Robust debate with naysayers increases as trials gain traction

Four-day work week debate heats up

Kiwi rich-lister, Andrew Barnes’ 4-Day Work Week Global is gaining international traction, earlier this month the world’s biggest pilot of the program started in the UK when over 70 companies and 3300 employees began a 6-month, 4-day week trial.

But as the idea gains support it has also been collecting a growing number of naysayers. Robust debate increases across the globe despite employees everywhere embracing the concept, and companies that have tested the program reporting up to 60% increased ability to retain and attract top talent.

It seems though governments and businesses still grapple with the intricacies of such a seismic shift in the workforce.

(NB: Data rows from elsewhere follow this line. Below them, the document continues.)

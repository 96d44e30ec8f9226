//! # Validation Module
//!
//! Input validation for hosts that want to reject bad input before it
//! reaches the reducers.
//!
//! ## Validation Strategy
//! ```text
//! ┌─────────────────────────────────────────────────────────────────────────┐
//! │                      Validation Layers                                  │
//! │                                                                         │
//! │  Layer 1: Storefront (TypeScript)                                      │
//! │  └── Quantity steppers bounded by min/max order quantity               │
//! │           │                                                             │
//! │           ▼                                                             │
//! │  Layer 2: Host (b2b-store)                                             │
//! │  └── THIS MODULE: rejects malformed items with a precise error         │
//! │           │                                                             │
//! │           ▼                                                             │
//! │  Layer 3: Reducer (b2b-core::cart)                                     │
//! │  ├── Never rejects: clamps quantities, ignores unknown product ids     │
//! │  └── Surfaces leftovers as "Some items have invalid quantities"        │
//! └─────────────────────────────────────────────────────────────────────────┘
//! ```
//!
//! ## Usage
//! ```rust
//! use b2b_core::validation::{validate_order_bounds, validate_purchase_order_number};
//!
//! assert!(validate_order_bounds(5, 200).is_ok());
//! assert!(validate_purchase_order_number("PO-2024/0117").is_ok());
//! ```

use crate::error::ValidationError;
use crate::money::Money;
use crate::types::B2BCartItem;
use crate::{MAX_ORDER_QUANTITY, MAX_PO_NUMBER_LENGTH};

/// Result type for validation operations.
pub type ValidationResult<T> = Result<T, ValidationError>;

// =============================================================================
// String Validators
// =============================================================================

/// Validates a SKU.
///
/// ## Rules
/// - Must not be empty
/// - At most 50 characters
/// - Letters, digits, hyphens and underscores only
///
/// ```rust
/// use b2b_core::validation::validate_sku;
///
/// assert!(validate_sku("PAP-A4-10").is_ok());
/// assert!(validate_sku("").is_err());
/// ```
pub fn validate_sku(sku: &str) -> ValidationResult<()> {
    let sku = sku.trim();

    if sku.is_empty() {
        return Err(ValidationError::Required {
            field: "sku".to_string(),
        });
    }

    if sku.len() > 50 {
        return Err(ValidationError::TooLong {
            field: "sku".to_string(),
            max: 50,
        });
    }

    if !sku
        .chars()
        .all(|c| c.is_alphanumeric() || c == '-' || c == '_')
    {
        return Err(ValidationError::InvalidFormat {
            field: "sku".to_string(),
            reason: "must contain only letters, numbers, hyphens, and underscores".to_string(),
        });
    }

    Ok(())
}

/// Validates a product id: non-empty after trimming.
pub fn validate_product_id(product_id: &str) -> ValidationResult<()> {
    if product_id.trim().is_empty() {
        return Err(ValidationError::Required {
            field: "productId".to_string(),
        });
    }
    Ok(())
}

/// Validates a purchase order number.
///
/// ## Rules
/// - Empty is allowed (the PO number is optional)
/// - At most [`MAX_PO_NUMBER_LENGTH`] characters
/// - Letters, digits, `-`, `_`, `/` and `.` only; buyers' ERP systems
///   commonly emit `PO-2024/0117` or `4500012345.01`
pub fn validate_purchase_order_number(po: &str) -> ValidationResult<()> {
    let po = po.trim();

    if po.len() > MAX_PO_NUMBER_LENGTH {
        return Err(ValidationError::TooLong {
            field: "purchaseOrderNumber".to_string(),
            max: MAX_PO_NUMBER_LENGTH,
        });
    }

    if !po
        .chars()
        .all(|c| c.is_alphanumeric() || matches!(c, '-' | '_' | '/' | '.'))
    {
        return Err(ValidationError::InvalidFormat {
            field: "purchaseOrderNumber".to_string(),
            reason: "must contain only letters, numbers, and - _ / .".to_string(),
        });
    }

    Ok(())
}

// =============================================================================
// Numeric Validators
// =============================================================================

/// Validates a unit price: zero is allowed (samples), negative is not.
pub fn validate_unit_price(price: Money) -> ValidationResult<()> {
    if price.is_negative() {
        return Err(ValidationError::OutOfRange {
            field: "unitPrice".to_string(),
            min: 0,
            max: i64::MAX,
        });
    }
    Ok(())
}

/// Validates a product's order bounds.
///
/// ## Rules
/// - `min` must be at least 1
/// - `max` must not exceed [`MAX_ORDER_QUANTITY`]
/// - `min ≤ max`
pub fn validate_order_bounds(min: i64, max: i64) -> ValidationResult<()> {
    if min <= 0 {
        return Err(ValidationError::MustBePositive {
            field: "minOrderQuantity".to_string(),
        });
    }

    if max > MAX_ORDER_QUANTITY {
        return Err(ValidationError::OutOfRange {
            field: "maxOrderQuantity".to_string(),
            min: 1,
            max: MAX_ORDER_QUANTITY,
        });
    }

    if min > max {
        return Err(ValidationError::InvertedBounds { min, max });
    }

    Ok(())
}

/// Validates a quantity against a product's order bounds.
///
/// ## User Workflow
/// ```text
/// ┌─────────────────────────────────────────────────────────────────────────┐
/// │  Quick order: "PAP-A4-10" × 3   (min 5, max 200)                       │
/// │       │                                                                 │
/// │       ▼                                                                 │
/// │  validate_quantity_in_bounds(3, 5, 200) ← THIS FUNCTION                │
/// │       │                                                                 │
/// │       └── Error: "quantity must be between 5 and 200"                  │
/// └─────────────────────────────────────────────────────────────────────────┘
/// ```
pub fn validate_quantity_in_bounds(qty: i64, min: i64, max: i64) -> ValidationResult<()> {
    if qty <= 0 {
        return Err(ValidationError::MustBePositive {
            field: "quantity".to_string(),
        });
    }

    if qty < min || qty > max {
        return Err(ValidationError::OutOfRange {
            field: "quantity".to_string(),
            min,
            max,
        });
    }

    Ok(())
}

// =============================================================================
// Composite Validators
// =============================================================================

/// Runs every check that applies to a cart line.
///
/// `line_total` is not checked: the reducer recomputes it on every
/// transition.
pub fn validate_cart_item(item: &B2BCartItem) -> ValidationResult<()> {
    validate_product_id(&item.product_id)?;
    validate_sku(&item.sku)?;
    validate_unit_price(item.unit_price)?;
    validate_order_bounds(item.min_order_quantity, item.max_order_quantity)?;
    validate_quantity_in_bounds(item.quantity, item.min_order_quantity, item.max_order_quantity)
}

// =============================================================================
// Unit Tests
// =============================================================================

Assembly Bill 2932 in California would have legislated an official 32-hour work week for companies with 500 employees or more and employees who work more than 32 hours would be entitled to time and a half pay, but the states legislature has temporarily shelved the concept citing too little time left in the current session to weigh a bill that would’ve applied to hourly employees, leaving businesses to ponder what the change could mean for them. 

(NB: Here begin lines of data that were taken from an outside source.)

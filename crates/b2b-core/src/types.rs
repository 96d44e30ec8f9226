//! # Domain Types
//!
//! Shared B2B domain types used by every slice of the state tree.
//!
//! ## Type Map
//! ```text
//! ┌─────────────────────────────────────────────────────────────────────────┐
//! │                         Domain Types                                    │
//! │                                                                         │
//! │  ┌─────────────────┐   ┌─────────────────┐   ┌─────────────────┐       │
//! │  │  B2BCartItem    │   │  B2BCartTotals  │   │ SpendingLimit   │       │
//! │  │  ─────────────  │   │  ─────────────  │   │  ─────────────  │       │
//! │  │  product_id     │   │  subtotal       │   │  scope, period  │       │
//! │  │  unit_price     │   │  discounts      │   │  amount, spent  │       │
//! │  │  quantity       │   │  shipping, tax  │   │  is_active      │       │
//! │  │  min/max qty    │   │  total ≥ 0      │   └─────────────────┘       │
//! │  └─────────────────┘   └─────────────────┘                             │
//! │                                                                         │
//! │  ┌─────────────────┐   ┌─────────────────┐   ┌─────────────────┐       │
//! │  │    Company      │   │     Quote       │   │    Approval     │       │
//! │  │    Employee     │   │   QuoteStatus   │   │ ApprovalStatus  │       │
//! │  │ ShippingAddress │   │  QuoteFilters   │   │ ApprovalFilters │       │
//! │  └─────────────────┘   └─────────────────┘   └─────────────────┘       │
//! └─────────────────────────────────────────────────────────────────────────┘
//! ```
//!
//! All types serialize with camelCase field names so the storefront reads
//! the same shape it always has.

use std::fmt;

use chrono::{DateTime, Utc};
use serde::{Deserialize, Serialize};
use ts_rs::TS;

use crate::money::Money;
use crate::DEFAULT_CURRENCY;

// =============================================================================
// Async Status
// =============================================================================

/// Lifecycle of an asynchronous operation tracked in a slice.
#[derive(Debug, Clone, Copy, PartialEq, Eq, Default, Serialize, Deserialize, TS)]
#[ts(export)]
#[serde(rename_all = "lowercase")]
pub enum AsyncStatus {
    #[default]
    Idle,
    Loading,
    Succeeded,
    Failed,
}

impl AsyncStatus {
    #[inline]
    pub fn is_loading(&self) -> bool {
        matches!(self, AsyncStatus::Loading)
    }
}

// =============================================================================
// Cart Item
// =============================================================================

/// One product line in the B2B cart.
///
/// ## Invariants
/// - `line_total == unit_price × quantity` after every reducer transition
/// - `product_id` appears at most once per cart
/// - Explicit quantity updates keep `min_order_quantity ≤ quantity ≤ max_order_quantity`
///
/// `sku`, `name`, `notes` and `image_url` are display data; the reducer
/// never interprets them.
#[derive(Debug, Clone, PartialEq, Eq, Serialize, Deserialize, TS)]
#[ts(export)]
#[serde(rename_all = "camelCase")]
pub struct B2BCartItem {
    pub product_id: String,
    pub sku: String,
    pub name: String,
    pub unit_price: Money,
    pub quantity: i64,
    pub min_order_quantity: i64,
    pub max_order_quantity: i64,
    pub line_total: Money,
    #[serde(default)]
    pub notes: Option<String>,
    #[serde(default)]
    pub image_url: Option<String>,
}

impl B2BCartItem {
    /// Creates a cart line with a consistent `line_total`.
    pub fn new(
        product_id: impl Into<String>,
        sku: impl Into<String>,
        name: impl Into<String>,
        unit_price: Money,
        quantity: i64,
        min_order_quantity: i64,
        max_order_quantity: i64,
    ) -> Self {
        B2BCartItem {
            product_id: product_id.into(),
            sku: sku.into(),
            name: name.into(),
            unit_price,
            quantity,
            min_order_quantity,
            max_order_quantity,
            line_total: unit_price.multiply_quantity(quantity),
            notes: None,
            image_url: None,
        }
    }

    /// Returns a copy with a new quantity and a recomputed line total.
    pub fn with_quantity(&self, quantity: i64) -> Self {
        B2BCartItem {
            quantity,
            line_total: self.unit_price.multiply_quantity(quantity),
            ..self.clone()
        }
    }

    /// Clamps a requested quantity into this product's order bounds.
    ///
    /// `max` is applied first, then `min`, so a misconfigured product with
    /// `min > max` resolves to `min`.
    #[inline]
    pub fn clamp_quantity(&self, requested: i64) -> i64 {
        requested.min(self.max_order_quantity).max(self.min_order_quantity)
    }

    /// Whether the quantity sits inside the product's order bounds.
    #[inline]
    pub fn has_valid_quantity(&self) -> bool {
        self.quantity >= self.min_order_quantity && self.quantity <= self.max_order_quantity
    }
}

// =============================================================================
// Cart Totals
// =============================================================================

/// Money breakdown of the cart.
///
/// `tier_discount`, `volume_discount`, `shipping_estimate` and `tax` come from
/// the external pricing service; `subtotal`, `total_discount` and `total` are
/// derived by [`crate::cart::calculate_totals`].
#[derive(Debug, Clone, PartialEq, Eq, Serialize, Deserialize, TS)]
#[ts(export)]
#[serde(rename_all = "camelCase")]
pub struct B2BCartTotals {
    pub subtotal: Money,
    pub tier_discount: Money,
    pub volume_discount: Money,
    pub total_discount: Money,
    pub shipping_estimate: Money,
    pub tax: Money,
    pub total: Money,
    pub currency: String,
}

impl Default for B2BCartTotals {
    fn default() -> Self {
        B2BCartTotals {
            subtotal: Money::zero(),
            tier_discount: Money::zero(),
            volume_discount: Money::zero(),
            total_discount: Money::zero(),
            shipping_estimate: Money::zero(),
            tax: Money::zero(),
            total: Money::zero(),
            currency: DEFAULT_CURRENCY.to_string(),
        }
    }
}

// =============================================================================
// Spending Limits
// =============================================================================

/// Who a spending limit applies to.
#[derive(Debug, Clone, Copy, PartialEq, Eq, Serialize, Deserialize, TS)]
#[ts(export)]
#[serde(rename_all = "snake_case")]
pub enum SpendingScope {
    Company,
    Department,
    Employee,
}

/// The window a spending limit is measured over.
#[derive(Debug, Clone, Copy, PartialEq, Eq, Serialize, Deserialize, TS)]
#[ts(export)]
#[serde(rename_all = "snake_case")]
pub enum SpendingPeriod {
    PerOrder,
    Daily,
    Weekly,
    Monthly,
    Quarterly,
    Yearly,
}

/// A spending limit descriptor supplied by the spending-limit service.
#[derive(Debug, Clone, PartialEq, Eq, Serialize, Deserialize, TS)]
#[ts(export)]
#[serde(rename_all = "camelCase")]
pub struct SpendingLimit {
    pub id: String,
    pub scope: SpendingScope,
    #[serde(default)]
    pub scope_id: Option<String>,
    pub period: SpendingPeriod,
    pub amount: Money,
    pub spent: Money,
    pub currency: String,
    #[serde(default)]
    pub requires_approval_above: Option<Money>,
    pub is_active: bool,
}

impl SpendingLimit {
    /// Budget left in the current period, never negative.
    pub fn remaining(&self) -> Money {
        (self.amount - self.spent).floor_at_zero()
    }

    /// Spent share of the limit in basis points, `None` for a zero limit.
    pub fn utilisation_bps(&self) -> Option<i64> {
        self.spent.ratio_bps(self.amount)
    }
}

/// Outcome of the external spending-limit validation pass.
///
/// The cart reducer only reads `is_within_limits`; the rest is carried for
/// the checkout UI.
#[derive(Debug, Clone, PartialEq, Eq, Serialize, Deserialize, TS)]
#[ts(export)]
#[serde(rename_all = "camelCase")]
pub struct SpendingValidation {
    pub is_within_limits: bool,
    pub requires_approval: bool,
    #[serde(default)]
    pub approval_reason: Option<String>,
    #[serde(default)]
    pub applicable_limits: Vec<SpendingLimit>,
    #[serde(default)]
    pub warnings: Vec<String>,
}

impl Default for SpendingValidation {
    /// Within limits until a validation pass says otherwise.
    fn default() -> Self {
        SpendingValidation {
            is_within_limits: true,
            requires_approval: false,
            approval_reason: None,
            applicable_limits: Vec::new(),
            warnings: Vec::new(),
        }
    }
}

// =============================================================================
// Checkout Blocked Reason
// =============================================================================

/// Why checkout is currently unavailable.
///
/// Serialized as the exact sentences the storefront has always displayed,
/// so consumers comparing strings keep working.
#[derive(Debug, Clone, Copy, PartialEq, Eq, Hash, Serialize, Deserialize, TS)]
#[ts(export)]
pub enum CheckoutBlockedReason {
    #[serde(rename = "Cart is empty")]
    CartEmpty,
    #[serde(rename = "Order exceeds spending limits")]
    SpendingLimitExceeded,
    #[serde(rename = "Shipping address required")]
    ShippingAddressRequired,
    #[serde(rename = "Some items have invalid quantities")]
    InvalidQuantities,
}

impl CheckoutBlockedReason {
    /// The user-facing sentence for this reason.
    pub const fn message(&self) -> &'static str {
        match self {
            CheckoutBlockedReason::CartEmpty => "Cart is empty",
            CheckoutBlockedReason::SpendingLimitExceeded => "Order exceeds spending limits",
            CheckoutBlockedReason::ShippingAddressRequired => "Shipping address required",
            CheckoutBlockedReason::InvalidQuantities => "Some items have invalid quantities",
        }
    }
}

impl fmt::Display for CheckoutBlockedReason {
    fn fmt(&self, f: &mut fmt::Formatter<'_>) -> fmt::Result {
        f.write_str(self.message())
    }
}

// =============================================================================
// Company Context
// =============================================================================

/// Commercial tier negotiated with the company; drives tier discounts
/// upstream.
#[derive(Debug, Clone, Copy, PartialEq, Eq, Default, Serialize, Deserialize, TS)]
#[ts(export)]
#[serde(rename_all = "snake_case")]
pub enum CompanyTier {
    #[default]
    Standard,
    Silver,
    Gold,
    Platinum,
}

#[derive(Debug, Clone, PartialEq, Eq, Serialize, Deserialize, TS)]
#[ts(export)]
#[serde(rename_all = "camelCase")]
pub struct Company {
    pub id: String,
    pub name: String,
    #[serde(default)]
    pub tax_id: Option<String>,
    #[serde(default)]
    pub tier: CompanyTier,
    pub credit_limit: Money,
    pub currency: String,
    pub is_active: bool,
    #[ts(as = "String")]
    pub created_at: DateTime<Utc>,
}

/// Role of an employee inside their company account.
#[derive(Debug, Clone, Copy, PartialEq, Eq, Serialize, Deserialize, TS)]
#[ts(export)]
#[serde(rename_all = "snake_case")]
pub enum EmployeeRole {
    /// Manages the company account, users and limits.
    Admin,
    /// Approves orders and quotes for their department.
    Manager,
    /// Places orders within their limits.
    Buyer,
    /// Read-only access.
    Viewer,
}

#[derive(Debug, Clone, PartialEq, Eq, Serialize, Deserialize, TS)]
#[ts(export)]
#[serde(rename_all = "camelCase")]
pub struct Employee {
    pub id: String,
    pub company_id: String,
    pub name: String,
    pub email: String,
    pub role: EmployeeRole,
    #[serde(default)]
    pub department: Option<String>,
    pub is_active: bool,
}

#[derive(Debug, Clone, PartialEq, Eq, Serialize, Deserialize, TS)]
#[ts(export)]
#[serde(rename_all = "camelCase")]
pub struct ShippingAddress {
    pub id: String,
    pub label: String,
    pub line1: String,
    #[serde(default)]
    pub line2: Option<String>,
    pub city: String,
    pub postal_code: String,
    pub country: String,
    pub is_default: bool,
}

// =============================================================================
// Quotes
// =============================================================================

#[derive(Debug, Clone, Copy, PartialEq, Eq, Hash, Serialize, Deserialize, TS)]
#[ts(export)]
#[serde(rename_all = "snake_case")]
pub enum QuoteStatus {
    Draft,
    Pending,
    Approved,
    Rejected,
    Expired,
    Converted,
}

impl QuoteStatus {
    /// Quotes still being negotiated.
    pub fn is_open(&self) -> bool {
        matches!(self, QuoteStatus::Draft | QuoteStatus::Pending)
    }
}

#[derive(Debug, Clone, PartialEq, Eq, Serialize, Deserialize, TS)]
#[ts(export)]
#[serde(rename_all = "camelCase")]
pub struct QuoteLineItem {
    pub product_id: String,
    pub sku: String,
    pub name: String,
    pub quantity: i64,
    pub unit_price: Money,
    pub line_total: Money,
}

#[derive(Debug, Clone, PartialEq, Eq, Serialize, Deserialize, TS)]
#[ts(export)]
#[serde(rename_all = "camelCase")]
pub struct Quote {
    pub id: String,
    pub quote_number: String,
    pub company_id: String,
    pub status: QuoteStatus,
    #[serde(default)]
    pub items: Vec<QuoteLineItem>,
    pub total: Money,
    pub currency: String,
    #[serde(default)]
    #[ts(as = "Option<String>")]
    pub valid_until: Option<DateTime<Utc>>,
    #[ts(as = "String")]
    pub created_at: DateTime<Utc>,
}

#[derive(Debug, Clone, PartialEq, Eq, Default, Serialize, Deserialize, TS)]
#[ts(export)]
#[serde(rename_all = "camelCase")]
pub struct QuoteFilters {
    #[serde(default)]
    pub status: Option<QuoteStatus>,
    #[serde(default)]
    pub search: Option<String>,
}

// =============================================================================
// Approvals
// =============================================================================

#[derive(Debug, Clone, Copy, PartialEq, Eq, Hash, Serialize, Deserialize, TS)]
#[ts(export)]
#[serde(rename_all = "snake_case")]
pub enum ApprovalStatus {
    Pending,
    Approved,
    Rejected,
    Escalated,
}

/// A request for a manager to approve an order that breached a limit.
#[derive(Debug, Clone, PartialEq, Eq, Serialize, Deserialize, TS)]
#[ts(export)]
#[serde(rename_all = "camelCase")]
pub struct Approval {
    pub id: String,
    pub order_reference: String,
    pub requester_id: String,
    #[serde(default)]
    pub approver_id: Option<String>,
    pub status: ApprovalStatus,
    pub amount: Money,
    pub currency: String,
    #[serde(default)]
    pub reason: Option<String>,
    #[serde(default)]
    pub comment: Option<String>,
    #[ts(as = "String")]
    pub created_at: DateTime<Utc>,
    #[serde(default)]
    #[ts(as = "Option<String>")]
    pub decided_at: Option<DateTime<Utc>>,
}

#[derive(Debug, Clone, PartialEq, Eq, Default, Serialize, Deserialize, TS)]
#[ts(export)]
#[serde(rename_all = "camelCase")]
pub struct ApprovalFilters {
    #[serde(default)]
    pub status: Option<ApprovalStatus>,
    #[serde(default)]
    pub requester_id: Option<String>,
}

// =============================================================================
// Unit Tests
// =============================================================================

Read more: Meet the kiwi rich-lister globally advocating for a 4-day-working-week

“I think ultimately the largest challenge about this for business especially, is the profit and loss, how can we make it work with our existing cost base and existing cost structures across various industries,” said Sid Upadhyay, CEO of co-founder of online recruitment service, WizeHire.

While it may be easy to integrate the 4-Day Work Week into a more flexible industry, for instance many tech companies are already trialling the idea, when you try to apply it to the hospitality industry the shift is a few degrees more difficult.

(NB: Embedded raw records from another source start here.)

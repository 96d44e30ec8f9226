//! Cart slice state, its initial values and the persisted projection.

use chrono::{DateTime, Utc};
use serde::{Deserialize, Serialize};
use ts_rs::TS;

use crate::error::CoreResult;
use crate::types::{
    AsyncStatus, B2BCartItem, B2BCartTotals, CheckoutBlockedReason, SpendingValidation,
};

// =============================================================================
// Cart State
// =============================================================================

/// The B2B cart slice.
///
/// ## Derived Fields
/// ```text
/// ┌─────────────────────────────────────────────────────────────────────────┐
/// │  items ──────────────┬──► item_count   (Σ quantity)                     │
/// │                      ├──► totals       (calculate_totals)               │
/// │                      └──► can_checkout / checkout_blocked_reason        │
/// │                             ▲                   ▲                       │
/// │  spending_validation ───────┘                   │                       │
/// │  shipping_address_id ───────────────────────────┘                       │
/// └─────────────────────────────────────────────────────────────────────────┘
/// ```
///
/// Derived fields are only ever written by the reducer; `checkout_blocked_reason`
/// is `None` exactly when `can_checkout` is true.
#[derive(Debug, Clone, PartialEq, Eq, Serialize, Deserialize, TS)]
#[ts(export)]
#[serde(rename_all = "camelCase")]
pub struct CartB2BState {
    pub items: Vec<B2BCartItem>,
    pub item_count: i64,
    pub totals: B2BCartTotals,
    pub spending_validation: SpendingValidation,
    pub can_checkout: bool,
    pub checkout_blocked_reason: Option<CheckoutBlockedReason>,
    pub shipping_address_id: Option<String>,
    pub purchase_order_number: Option<String>,
    pub notes: Option<String>,
    pub status: AsyncStatus,
    pub error: Option<String>,
    #[ts(as = "Option<String>")]
    pub last_updated_at: Option<DateTime<Utc>>,
}

impl Default for CartB2BState {
    fn default() -> Self {
        initial_cart_b2b_state()
    }
}

/// Totals of an empty cart: everything zero, default currency.
pub fn initial_cart_totals() -> B2BCartTotals {
    B2BCartTotals::default()
}

/// Spending validation before any validation pass: within limits.
pub fn initial_spending_validation() -> SpendingValidation {
    SpendingValidation::default()
}

/// The empty cart every session starts from.
pub fn initial_cart_b2b_state() -> CartB2BState {
    CartB2BState {
        items: Vec::new(),
        item_count: 0,
        totals: initial_cart_totals(),
        spending_validation: initial_spending_validation(),
        can_checkout: false,
        checkout_blocked_reason: Some(CheckoutBlockedReason::CartEmpty),
        shipping_address_id: None,
        purchase_order_number: None,
        notes: None,
        status: AsyncStatus::Idle,
        error: None,
        last_updated_at: None,
    }
}

// =============================================================================
// Persisted Cart
// =============================================================================

/// The part of the cart worth persisting between sessions.
///
/// Totals and spending validation are deliberately absent: hydration
/// recomputes them. Older clients that wrote those fields are still
/// readable because unknown fields are ignored.
#[derive(Debug, Clone, PartialEq, Eq, Default, Serialize, Deserialize, TS)]
#[ts(export)]
#[serde(rename_all = "camelCase")]
pub struct PersistedCart {
    #[serde(default)]
    pub items: Vec<B2BCartItem>,
    #[serde(default)]
    pub shipping_address_id: Option<String>,
    #[serde(default)]
    pub purchase_order_number: Option<String>,
    #[serde(default)]
    pub notes: Option<String>,
}

impl PersistedCart {
    /// Encodes the persisted cart as JSON.
    pub fn to_json(&self) -> CoreResult<String> {
        Ok(serde_json::to_string(self)?)
    }

    /// Decodes a persisted cart from JSON.
    pub fn from_json(json: &str) -> CoreResult<Self> {
        Ok(serde_json::from_str(json)?)
    }
}
//! Approvals slice state.

use serde::{Deserialize, Serialize};
use ts_rs::TS;

use crate::pagination::PaginationState;
use crate::types::{Approval, ApprovalFilters, AsyncStatus};

#[derive(Debug, Clone, PartialEq, Eq, Serialize, Deserialize, TS)]
#[ts(export)]
#[serde(rename_all = "camelCase")]
pub struct ApprovalsState {
    pub approvals: Vec<Approval>,
    pub selected_approval: Option<Approval>,
    /// Pending approvals across all pages, as reported by the server and
    /// adjusted locally after each decision.
    pub pending_count: u32,
    pub filters: ApprovalFilters,
    pub list_status: AsyncStatus,
    pub detail_status: AsyncStatus,
    pub decision_status: AsyncStatus,
    pub error: Option<String>,
    pub pagination: PaginationState,
}

impl Default for ApprovalsState {
    fn default() -> Self {
        initial_approvals_state()
    }
}

pub fn initial_approvals_state() -> ApprovalsState {
    ApprovalsState {
        approvals: Vec::new(),
        selected_approval: None,
        pending_count: 0,
        filters: ApprovalFilters::default(),
        list_status: AsyncStatus::Idle,
        detail_status: AsyncStatus::Idle,
        decision_status: AsyncStatus::Idle,
        error: None,
        pagination: PaginationState::default(),
    }
}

“The real challenge here is not just increased costs, because you've got to find someone else to cover that shift, for those that do work beyond the 32 hours, there would be a much larger overtime cost as well,” said Upadhyay.

4-Day Week Founder, Andrew Barnes, questioned why restaurants wouldn’t be able to apply the concept to their business in an interview with HRD last month, Barnes argued, “…if you can’t reimagine how your business could work, what you’re actually saying is that the way we work today is the pinnacle of human achievement and there is no better way to do anything,” he said while urging businesses that think they are restricted by customer facing roles to at least have a discussion and try to be imaginative about how you might rethink the way their business runs.

Read more: Spain set to trial 4-day week in bid to boost productivity

Shake Shack in Las Vegas started trialling the 4-Day Work Week in March 2019, but COVID disruptions meant the trial came to an end. Early indications were, that the trial was going well. By the end of 2019, the program was being trialled in a third of its restaurants and the company said it was aiding with staff retention and acquisition in a tight labour market.

Upadhyay concedes that while there are implications for some businesses, it is time for businesses to at least be starting a dialogue and asking questions like; what does it look like if this is the future regime we must work under? And how does our team adapt to it?

“I think having proactive conversations allows us to be much more effective as business leaders and partners with those on our teams but the toughest part of this whole conversation, is how do we make it more feasible? How do we make it more approachable for not just the largest companies, but all companies out there?” said Upadhyay.